I mercati obbligazionari stanno soffrendo da mesi a causa della paura per una inflazione prolungata e per il ridimensionamento dei programmi di QE da parte sia della FED che della BCE: in particolar modo negli USA si scontano già tre rialzi dei tassi entro la fine dell’anno. La Cina, che è stata il motore del mondo durante la pandemia, rischia ora di rallentare vistosamente mettendo in difficoltà la ripresa nelle economie avanzate. Entro sei mesi andranno in scena due eventi politici che potrebbero mutare gli attuali equilibri tra USA e Cina: da una parte le elezioni di Mid Term (che darebbero l’Amministrazione Biden in difficoltà) e dall’altra il XX Congresso del Partito Comunista Cinese, al cui interno iniziano a manifestarsi correnti dissidenti verso l’autoritarismo di Xi Jinping.

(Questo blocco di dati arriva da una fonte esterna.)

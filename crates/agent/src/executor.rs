use std::sync::Arc;

use tracing::{info, warn};

use procura_core::domain::catalog::NewCatalogItem;
use procura_core::domain::conversation::{MessageAttachment, UserId};
use procura_core::domain::tool::ToolCall;
use procura_core::errors::ToolError;

use crate::tools::{clamp_search_limit, ToolGateway};

/// What the executor hands back to the composer: user-facing text plus an
/// optional structured attachment mirroring the tool's result.
#[derive(Clone, Debug)]
pub struct ToolReply {
    pub text: String,
    pub attachment: Option<MessageAttachment>,
}

impl ToolReply {
    fn text_only(text: impl Into<String>) -> Self {
        Self { text: text.into(), attachment: None }
    }
}

/// Runs an approved call against the gateway, at most once, and turns
/// every outcome into plain language. Failures never escape as errors;
/// the conversation always gets a coherent reply.
pub struct ToolExecutor {
    gateway: Arc<dyn ToolGateway>,
}

impl ToolExecutor {
    pub fn new(gateway: Arc<dyn ToolGateway>) -> Self {
        Self { gateway }
    }

    pub async fn execute(&self, user_id: Option<&UserId>, call: &ToolCall) -> ToolReply {
        match self.try_execute(user_id, call).await {
            Ok(reply) => {
                info!(tool = call.name(), "tool call succeeded");
                reply
            }
            Err(err) => {
                warn!(tool = call.name(), error = %err, "tool call failed");
                ToolReply::text_only(err.user_message())
            }
        }
    }

    async fn try_execute(
        &self,
        user_id: Option<&UserId>,
        call: &ToolCall,
    ) -> Result<ToolReply, ToolError> {
        match call {
            ToolCall::SearchCatalog { keyword, limit } => {
                let items = self
                    .gateway
                    .search_catalog(keyword.as_deref(), clamp_search_limit(*limit))
                    .await?;
                if items.is_empty() {
                    let text = match keyword {
                        Some(keyword) => format!(
                            "I couldn't find any catalog items matching \"{keyword}\". You \
                             can register a new item if it should exist."
                        ),
                        None => "The catalog is empty so far. You can register the first \
                                 item whenever you're ready."
                            .to_string(),
                    };
                    return Ok(ToolReply::text_only(text));
                }
                let text = format!(
                    "I found {} catalog item{}:",
                    items.len(),
                    if items.len() == 1 { "" } else { "s" }
                );
                Ok(ToolReply { text, attachment: Some(MessageAttachment::Items { items }) })
            }
            ToolCall::RegisterItem { name, category, description, estimated_price } => {
                let item = self
                    .gateway
                    .register_item(NewCatalogItem {
                        name: name.clone(),
                        category: category.clone(),
                        description: description.clone(),
                        estimated_price: *estimated_price,
                        created_by: user_id.cloned(),
                    })
                    .await?;
                let text = format!(
                    "Done. I registered \"{}\" under \"{}\" with an estimated price of {} \
                     (item id {}).",
                    item.name, item.category, item.estimated_price, item.id.0
                );
                Ok(ToolReply {
                    text,
                    attachment: Some(MessageAttachment::Items { items: vec![item] }),
                })
            }
            ToolCall::AddToCart { item_id, quantity } => {
                let user_id = user_id.ok_or(ToolError::AuthenticationRequired)?;
                let cart = self.gateway.add_to_cart(user_id, item_id, *quantity).await?;
                let text = format!(
                    "Added. Your cart now has {} line{} with an estimated total of {}.",
                    cart.lines.len(),
                    if cart.lines.len() == 1 { "" } else { "s" },
                    cart.estimated_total
                );
                Ok(ToolReply { text, attachment: Some(MessageAttachment::Cart { cart }) })
            }
            ToolCall::ViewCart => {
                let user_id = user_id.ok_or(ToolError::AuthenticationRequired)?;
                let cart = self.gateway.view_cart(user_id).await?;
                if cart.is_empty() {
                    return Ok(ToolReply::text_only(
                        "Your cart is empty. Search the catalog to find something to add.",
                    ));
                }
                let text = format!(
                    "Your cart has {} line{} with an estimated total of {}:",
                    cart.lines.len(),
                    if cart.lines.len() == 1 { "" } else { "s" },
                    cart.estimated_total
                );
                Ok(ToolReply { text, attachment: Some(MessageAttachment::Cart { cart }) })
            }
            ToolCall::Checkout { notes } => {
                let user_id = user_id.ok_or(ToolError::AuthenticationRequired)?;
                let request = self.gateway.checkout(user_id, notes.as_deref()).await?;
                let text = format!(
                    "Purchase request {} submitted with an estimated total of {}. It is now \
                     awaiting approval.",
                    request.id.0, request.estimated_total
                );
                Ok(ToolReply {
                    text,
                    attachment: Some(MessageAttachment::PurchaseRequest {
                        purchase_request: request,
                    }),
                })
            }
        }
    }
}
use rust_decimal::Decimal;
use serde::{Deserialize, Serialize};

use crate::domain::catalog::ItemId;
use crate::domain::conversation::UserId;
use crate::errors::DomainError;

pub const MIN_CART_QUANTITY: u32 = 1;
pub const MAX_CART_QUANTITY: u32 = 999;

#[derive(Clone, Debug, PartialEq, Serialize, Deserialize)]
pub struct CartLine {
    pub item_id: ItemId,
    pub item_name: String,
    pub quantity: u32,
    pub unit_estimate: Decimal,
}

impl CartLine {
    pub fn line_total(&self) -> Decimal {
        self.unit_estimate * Decimal::from(self.quantity)
    }
}

#[derive(Clone, Debug, PartialEq, Serialize, Deserialize)]
pub struct CartSnapshot {
    pub user_id: UserId,
    pub lines: Vec<CartLine>,
    pub estimated_total: Decimal,
}

impl CartSnapshot {
    pub fn from_lines(user_id: UserId, lines: Vec<CartLine>) -> Self {
        let estimated_total = lines.iter().map(CartLine::line_total).sum();
        Self { user_id, lines, estimated_total }
    }

    pub fn is_empty(&self) -> bool {
        self.lines.is_empty()
    }
}

pub fn validate_quantity(quantity: u32) -> Result<(), DomainError> {
    if !(MIN_CART_QUANTITY..=MAX_CART_QUANTITY).contains(&quantity) {
        return Err(DomainError::InvalidField {
            field: "quantity",
            reason: format!("must be between {MIN_CART_QUANTITY} and {MAX_CART_QUANTITY}"),
        });
    }
    Ok(())
}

In definitiva quello che emerge farebbe dire: No Bonds, No Equity, No Commodity, No Gold, No Crypto, No Tech, No Cina. Qualcuno a questo punto potrebbe richiamare il vecchio detto Cash is King, che purtroppo non vi difenderebbe in questo caso, anzi, vi espone ad una perdita certa tra il 15% ed il 20% se rimarrete parcheggiati in liquidità non investita per i prossimi due anni, causa erosione del potere d’acquisto per una inflazione selvaggia. Da pregare che il conflitto in Europa Orientale non passi ad un livello di scontro per ora da pochi immaginato, in questo caso infatti le conseguenze sarebbero devastanti sia sul piano umano che finanziario, ben peggiori di quanto abbiamo assistito durante i due anni di pandemia.